Task instructions:
From the records below, determine the number of lines containing "DataError". Output that number alone.

Start of Source records

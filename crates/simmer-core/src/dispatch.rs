use crate::config::Config;
use crate::coordinator::Coordinator;
use crate::executor::{RequestExecutor, BODY_BUFFER_BYTES};
use crate::measurement::Measurement;
use crate::util::{should_check_hash, time_to_wait};
use anyhow::Result;
use rand::rngs::SmallRng;
use rand::SeedableRng;
use std::sync::Arc;
use tokio::sync::mpsc;
use tokio::task::JoinHandle;
use tokio::time::{interval_at, Instant, MissedTickBehavior};

/// A worker's walk over the destination list: starts at its own offset,
/// steps by `stride`, and wraps back to the offset rather than to zero.
#[derive(Debug, Clone, Copy, PartialEq, Eq)]
pub struct Cursor {
    offset: usize,
    stride: usize,
    pos: usize,
    len: usize,
}

impl Cursor {
    pub fn for_worker(worker: usize, workers: usize, targets: usize) -> Self {
        let targets = targets.max(1);
        let stride = if workers > targets { 1 } else { workers.max(1) };
        let offset = worker % targets;
        Self {
            offset,
            stride,
            pos: offset,
            len: targets,
        }
    }

    #[inline]
    pub fn current(&self) -> usize {
        self.pos
    }

    #[inline]
    pub fn advance(&mut self) {
        self.pos += self.stride;
        if self.pos >= self.len {
            self.pos = self.offset;
        }
    }
}

/// Leaves the wait-group when the worker task ends, however it ends.
struct WorkerGuard(Arc<Coordinator>);

impl Drop for WorkerGuard {
    fn drop(&mut self) {
        self.0.worker_done();
    }
}

/// Spawns `cfg.concurrency` paced workers feeding `tx`. Every worker is
/// registered with the coordinator before this returns.
pub fn spawn_workers(
    cfg: &Arc<Config>,
    executor: &Arc<RequestExecutor>,
    coordinator: &Arc<Coordinator>,
    tx: &mpsc::Sender<Measurement>,
) -> Result<Vec<JoinHandle<()>>> {
    let period = time_to_wait(cfg.rate_per_worker)?;
    let workers = cfg.concurrency;
    let mut handles = Vec::with_capacity(workers);

    for worker in 0..workers {
        let cursor = Cursor::for_worker(worker, workers, cfg.targets.len());
        coordinator.worker_started();
        let guard = WorkerGuard(Arc::clone(coordinator));

        let cfg = Arc::clone(cfg);
        let executor = Arc::clone(executor);
        let coordinator = Arc::clone(coordinator);
        let tx = tx.clone();

        handles.push(tokio::spawn(async move {
            let _guard = guard;
            run_worker(worker, cursor, period, cfg, executor, coordinator, tx).await;
        }));
    }

    tracing::debug!(workers, period_ns = period.as_nanos() as u64, "workers spawned");
    Ok(handles)
}

async fn run_worker(
    worker: usize,
    mut cursor: Cursor,
    period: std::time::Duration,
    cfg: Arc<Config>,
    executor: Arc<RequestExecutor>,
    coordinator: Arc<Coordinator>,
    tx: mpsc::Sender<Measurement>,
) {
    let mut ticker = interval_at(Instant::now() + period, period);
    ticker.set_missed_tick_behavior(MissedTickBehavior::Skip);

    let mut rng = SmallRng::from_entropy();
    let mut body_buf = Vec::with_capacity(BODY_BUFFER_BYTES);
    let sampling = cfg.hash_sample_rate > 0.0;

    loop {
        ticker.tick().await;
        if coordinator.is_finished() {
            break;
        }

        let check_hash = sampling && should_check_hash(&mut rng, cfg.hash_sample_rate);
        let host = executor.pick_host(&mut rng);
        let req_id = coordinator.next_req_id();
        let target = &cfg.targets[cursor.current()];

        let m = executor
            .execute(target, req_id, host, check_hash, &mut body_buf)
            .await;
        cursor.advance();

        // awaits while the aggregator is behind
        if tx.send(m).await.is_err() {
            break;
        }
    }

    tracing::debug!(worker, "worker stopped");
}
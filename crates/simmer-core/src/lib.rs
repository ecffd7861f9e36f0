pub mod aggregator;
pub mod config;
pub mod coordinator;
pub mod dispatch;
pub mod executor;
pub mod measurement;
pub mod report;
mod ring_buf;
pub mod stats;
pub mod telemetry;
pub mod trend;
pub mod util;

pub use aggregator::RunSummary;
pub use config::{Config, LatencyUnit};

use aggregator::Aggregator;
use anyhow::Result;
use coordinator::Coordinator;
use executor::RequestExecutor;
use std::future::Future;
use std::sync::Arc;
use tokio::sync::mpsc;

/// Workers hand measurements over one at a time; a full channel holds the
/// sender back until the aggregator catches up.
pub const MEASUREMENT_CHANNEL_CAP: usize = 1;

/// Runs a load test to completion: until an iteration or request cap is hit
/// or `interrupt` resolves. Interval lines and the lifetime summary go to
/// stdout; returns once every worker has stopped.
pub async fn run<F>(cfg: Config, interrupt: F) -> Result<RunSummary>
where
    F: Future<Output = ()>,
{
    cfg.validate()?;
    telemetry::describe();

    let cfg = Arc::new(cfg);
    let executor = Arc::new(RequestExecutor::new(&cfg)?);
    let coordinator = Arc::new(Coordinator::new());
    let aggregator = Aggregator::new(Arc::clone(&cfg), Arc::clone(&coordinator))?;

    let (tx, rx) = mpsc::channel(MEASUREMENT_CHANNEL_CAP);
    let handles = dispatch::spawn_workers(&cfg, &executor, &coordinator, &tx)?;
    drop(tx);

    tracing::info!(
        workers = cfg.concurrency,
        rps = cfg.offered_rps(),
        targets = cfg.targets.len(),
        "load started"
    );

    let summary = aggregator.run(rx, interrupt).await;

    for h in handles {
        if let Err(e) = h.await {
            tracing::error!(error = %e, "worker task failed");
        }
    }
    summary
}
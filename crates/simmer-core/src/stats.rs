use crate::config::LatencyUnit;
use crate::measurement::RespInfo;
use anyhow::{Context, Result};
use hdrhistogram::Histogram;

/// Latency histogram covering 24 hours in `unit`, 3 significant digits.
pub fn latency_histogram(unit: LatencyUnit) -> Result<Histogram<u64>> {
    Histogram::new_with_bounds(1, unit.units_per_day(), 3)
        .with_context(|| format!("create latency histogram ({unit})"))
}

#[inline]
pub fn hist_q(hist: &Histogram<u64>, q: f64) -> u64 {
    if hist.len() == 0 {
        0
    } else {
        hist.value_at_quantile(q)
    }
}

// ---------------- per-interval ----------------

/// Counters and histogram for the current reporting interval.
pub struct IntervalStats {
    pub requests: u64,
    pub bytes: u64,
    pub good: u64,
    pub bad: u64,
    pub failed: u64,
    pub failed_hash: u64,

    min: u64,
    max: u64,

    pub lat: Histogram<u64>,
}

impl IntervalStats {
    pub fn new(unit: LatencyUnit) -> Result<Self> {
        Ok(Self {
            requests: 0,
            bytes: 0,
            good: 0,
            bad: 0,
            failed: 0,
            failed_hash: 0,
            min: u64::MAX,
            max: 0,
            lat: latency_histogram(unit)?,
        })
    }

    pub fn record_failure(&mut self) {
        self.requests += 1;
        self.failed += 1;
    }

    /// Records a response whose latency is already converted to the unit.
    pub fn record_response(&mut self, info: &RespInfo, latency: u64) {
        self.requests += 1;
        self.bytes += info.bytes;
        if info.failed_hash_check {
            self.failed_hash += 1;
        }
        if info.is_good() {
            self.good += 1;
        } else {
            self.bad += 1;
        }
        self.min = self.min.min(latency);
        self.max = self.max.max(latency);
        self.lat.saturating_record(latency);
    }

    /// Smallest latency seen, 0 when nothing was recorded.
    #[inline]
    pub fn min(&self) -> u64 {
        if self.min == u64::MAX {
            0
        } else {
            self.min
        }
    }

    #[inline]
    pub fn max(&self) -> u64 {
        self.max
    }

    pub fn reset(&mut self) {
        self.requests = 0;
        self.bytes = 0;
        self.good = 0;
        self.bad = 0;
        self.failed = 0;
        self.failed_hash = 0;
        self.min = u64::MAX;
        self.max = 0;
        self.lat.reset();
    }
}

// ---------------- lifetime ----------------

/// Totals for the whole run; never reset.
pub struct LifetimeStats {
    pub requests: u64,
    pub bytes: u64,
    pub good: u64,
    pub bad: u64,
    pub failed: u64,
    pub failed_hash: u64,

    pub lat: Histogram<u64>,
}

impl LifetimeStats {
    pub fn new(unit: LatencyUnit) -> Result<Self> {
        Ok(Self {
            requests: 0,
            bytes: 0,
            good: 0,
            bad: 0,
            failed: 0,
            failed_hash: 0,
            lat: latency_histogram(unit)?,
        })
    }

    pub fn record_failure(&mut self) {
        self.requests += 1;
        self.failed += 1;
    }

    pub fn record_response(&mut self, info: &RespInfo, latency: u64) {
        self.requests += 1;
        self.bytes += info.bytes;
        if info.failed_hash_check {
            self.failed_hash += 1;
        }
        if info.is_good() {
            self.good += 1;
        } else {
            self.bad += 1;
        }
        self.lat.saturating_record(latency);
    }
}
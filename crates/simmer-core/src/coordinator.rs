use std::sync::atomic::{AtomicBool, AtomicU64, AtomicUsize, Ordering};
use tokio::sync::Notify;

/// State shared by reference between the workers and the aggregator: the
/// finished flag, the global request id counter and a wait-group of live
/// workers.
#[derive(Debug, Default)]
pub struct Coordinator {
    finished: AtomicBool,
    last_req_id: AtomicU64,
    live_workers: AtomicUsize,
    drained: Notify,
}

impl Coordinator {
    pub fn new() -> Self {
        Self::default()
    }

    /// Next request id, starting at 1. Ids are unique, not delivery-ordered.
    #[inline]
    pub fn next_req_id(&self) -> u64 {
        self.last_req_id.fetch_add(1, Ordering::Relaxed) + 1
    }

    /// Highest id handed out so far, i.e. requests issued.
    #[inline]
    pub fn issued(&self) -> u64 {
        self.last_req_id.load(Ordering::Relaxed)
    }

    /// Asks every worker to stop at its next tick.
    pub fn finish(&self) {
        self.finished.store(true, Ordering::Release);
    }

    #[inline]
    pub fn is_finished(&self) -> bool {
        self.finished.load(Ordering::Acquire)
    }

    pub fn worker_started(&self) {
        self.live_workers.fetch_add(1, Ordering::AcqRel);
    }

    pub fn worker_done(&self) {
        if self.live_workers.fetch_sub(1, Ordering::AcqRel) == 1 {
            self.drained.notify_waiters();
        }
    }

    pub fn live_workers(&self) -> usize {
        self.live_workers.load(Ordering::Acquire)
    }

    /// Resolves once every started worker has called [`worker_done`](Self::worker_done).
    pub async fn drained(&self) {
        loop {
            let notified = self.drained.notified();
            if self.live_workers() == 0 {
                return;
            }
            notified.await;
        }
    }
}
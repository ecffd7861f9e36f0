use crate::config::Config;
use crate::measurement::{Measurement, RespInfo};
use anyhow::{Context, Result};
use bytes::Bytes;
use http::{header, HeaderMap, HeaderValue, Method};
use rand::Rng;
use reqwest::{Response, Url};
use std::time::{Duration, Instant};

/// Correlation header carrying the global request id.
pub const REQ_ID_HEADER: &str = "sc-req-id";

/// Initial size of each worker's body buffer. Only bodies that get hashed are
/// read into it; the discard path drops reqwest's chunks as they arrive.
pub const BODY_BUFFER_BYTES: usize = 64 * 1024;

const CONNECT_TIMEOUT: Duration = Duration::from_secs(5);

/// FNV-1a 64 of `data`.
pub fn fnv1a64(data: &[u8]) -> u64 {
    const OFFSET: u64 = 0xcbf2_9ce4_8422_2325;
    const PRIME: u64 = 0x0100_0000_01b3;

    let mut hash = OFFSET;
    for byte in data {
        hash ^= u64::from(*byte);
        hash = hash.wrapping_mul(PRIME);
    }
    hash
}

pub fn build_client(cfg: &Config) -> Result<reqwest::Client> {
    let idle_per_host = if cfg.no_reuse { 0 } else { cfg.concurrency };
    reqwest::Client::builder()
        .timeout(cfg.timeout)
        .connect_timeout(CONNECT_TIMEOUT)
        .pool_max_idle_per_host(idle_per_host)
        .tcp_nodelay(true)
        .gzip(cfg.compress)
        .danger_accept_invalid_certs(true)
        .build()
        .context("build http client")
}

/// Issues single requests and turns each into a [`Measurement`].
pub struct RequestExecutor {
    client: reqwest::Client,
    method: Method,
    headers: HeaderMap,
    body: Bytes,
    hosts: Vec<HeaderValue>,
    hash_value: u64,
    no_reuse: bool,
}

impl RequestExecutor {
    pub fn new(cfg: &Config) -> Result<Self> {
        let client = build_client(cfg)?;
        Self::with_client(cfg, client)
    }

    pub fn with_client(cfg: &Config, client: reqwest::Client) -> Result<Self> {
        let hosts = cfg
            .hosts
            .iter()
            .filter(|h| !h.is_empty())
            .map(|h| HeaderValue::from_str(h).with_context(|| format!("invalid host override: {h}")))
            .collect::<Result<Vec<_>>>()?;

        Ok(Self {
            client,
            method: cfg.method.clone(),
            headers: cfg.headers.clone(),
            body: cfg.body.clone(),
            hosts,
            hash_value: cfg.hash_value,
            no_reuse: cfg.no_reuse,
        })
    }

    /// Random Host override for the next request, if any are configured.
    pub fn pick_host<R: Rng + ?Sized>(&self, rng: &mut R) -> Option<&HeaderValue> {
        if self.hosts.is_empty() {
            None
        } else {
            Some(&self.hosts[rng.gen_range(0..self.hosts.len())])
        }
    }

    /// Sends one request to `target`. Never fails: transport errors become a
    /// failed measurement.
    pub async fn execute(
        &self,
        target: &Url,
        req_id: u64,
        host: Option<&HeaderValue>,
        check_hash: bool,
        body_buf: &mut Vec<u8>,
    ) -> Measurement {
        match self
            .try_execute(target, req_id, host, check_hash, body_buf)
            .await
        {
            Ok(info) => Measurement::response(req_id, info),
            Err(e) => Measurement::failed(req_id, e),
        }
    }

    async fn try_execute(
        &self,
        target: &Url,
        req_id: u64,
        host: Option<&HeaderValue>,
        check_hash: bool,
        body_buf: &mut Vec<u8>,
    ) -> Result<RespInfo> {
        let mut req = self
            .client
            .request(self.method.clone(), target.clone())
            .header(REQ_ID_HEADER, req_id)
            .headers(self.headers.clone());
        if let Some(host) = host {
            req = req.header(header::HOST, host.clone());
        }
        if self.no_reuse {
            req = req.header(header::CONNECTION, HeaderValue::from_static("close"));
        }
        if !self.body.is_empty() {
            req = req.body(self.body.clone());
        }

        let t0 = Instant::now();
        let resp = req
            .send()
            .await
            .with_context(|| format!("{} {}", self.method, target))?;
        // send() resolves once the response head is in: time to first byte
        let latency = t0.elapsed();
        let status = resp.status();

        if check_hash {
            read_body(resp, body_buf).await?;
            Ok(RespInfo {
                status,
                bytes: body_buf.len() as u64,
                latency,
                failed_hash_check: fnv1a64(body_buf) != self.hash_value,
            })
        } else {
            let bytes = drain_body(resp).await?;
            Ok(RespInfo {
                status,
                bytes,
                latency,
                failed_hash_check: false,
            })
        }
    }
}

/// Streams the body and drops every chunk, returning the byte count.
async fn drain_body(mut resp: Response) -> Result<u64> {
    let mut n = 0u64;
    while let Some(chunk) = resp.chunk().await.context("read body")? {
        n += chunk.len() as u64;
    }
    Ok(n)
}

/// Reads the whole body into `buf`, reusing its allocation.
async fn read_body(mut resp: Response, buf: &mut Vec<u8>) -> Result<()> {
    buf.clear();
    while let Some(chunk) = resp.chunk().await.context("read body")? {
        buf.extend_from_slice(&chunk);
    }
    Ok(())
}
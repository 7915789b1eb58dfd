//! Wires the five pipeline stages into the single entry point
//! `solve(SolveRequest) -> SolveResponse`.

use log::warn;

use crate::ai::SuggestionAdvisor;
use crate::builder;
use crate::config::{ConstraintConfig, Metrics, SolveRequest, SolveResponse, Status};
use crate::diagnostics;
use crate::error::SolverError;
use crate::extractor;
use crate::metrics;
use crate::repository::Repository;
use crate::solver::{self, CancellationToken, DriverOutcome};

/// Runs one full solve: load -> build -> drive -> extract -> metrics ->
/// (diagnose on failure) -> persist on success.
///
/// `DataError` and `InternalError` are returned as `Err` -- exceptional
/// flow, surfaced to the caller -- while `Infeasible` and `Timeout` are
/// represented as `Ok(SolveResponse { status, .. })` values.
pub fn solve(
    repo: &dyn Repository,
    request: SolveRequest,
    advisor: &dyn SuggestionAdvisor,
    cancel: &CancellationToken,
) -> Result<SolveResponse, SolverError> {
    if request.time_budget_ms == 0 {
        return Err(SolverError::DataError(
            "time_budget_ms must be greater than zero".to_string(),
        ));
    }

    let classrooms = repo.load_classrooms()?;
    let faculty = repo.load_faculty()?;
    let subjects = repo.load_subjects()?;
    let batches = repo.load_batches(&request.batch_ids)?;

    let constraints: &ConstraintConfig = &request.constraints;
    let built = builder::build(&batches, &classrooms, &faculty, &subjects, constraints)?;

    let outcome = solver::drive(
        built,
        request.time_budget_ms,
        request.worker_count,
        request.seed,
        cancel,
    )?;

    let response = match outcome {
        DriverOutcome::Optimal(chosen) | DriverOutcome::Feasible(chosen) => {
            let raw = extractor::extract(&chosen);
            let computed_metrics = metrics::compute(&raw, &classrooms, &faculty);
            let assignments = extractor::to_assignments(&raw);
            let mut response = SolveResponse {
                status: Status::Success,
                assignments,
                metrics: computed_metrics,
                conflicts: Vec::new(),
                suggestions: Vec::new(),
            };
            if request.use_ai_suggestions {
                response.suggestions = advisor.suggest(&response);
            }
            repo.persist_timetable(&response.assignments)?;
            response
        }
        DriverOutcome::Infeasible => {
            warn!("solver proved infeasibility; running diagnostic checks");
            SolveResponse {
                status: Status::Infeasible,
                assignments: Vec::new(),
                metrics: Metrics::default(),
                conflicts: diagnostics::analyze(&batches, &classrooms, &faculty, &subjects),
                suggestions: Vec::new(),
            }
        }
        DriverOutcome::Unknown => {
            warn!("solver exhausted its time budget with no incumbent; running diagnostic checks");
            SolveResponse {
                status: Status::Timeout,
                assignments: Vec::new(),
                metrics: Metrics::default(),
                conflicts: diagnostics::analyze(&batches, &classrooms, &faculty, &subjects),
                suggestions: Vec::new(),
            }
        }
    };

    Ok(response)
}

End of Source records

Written response:
2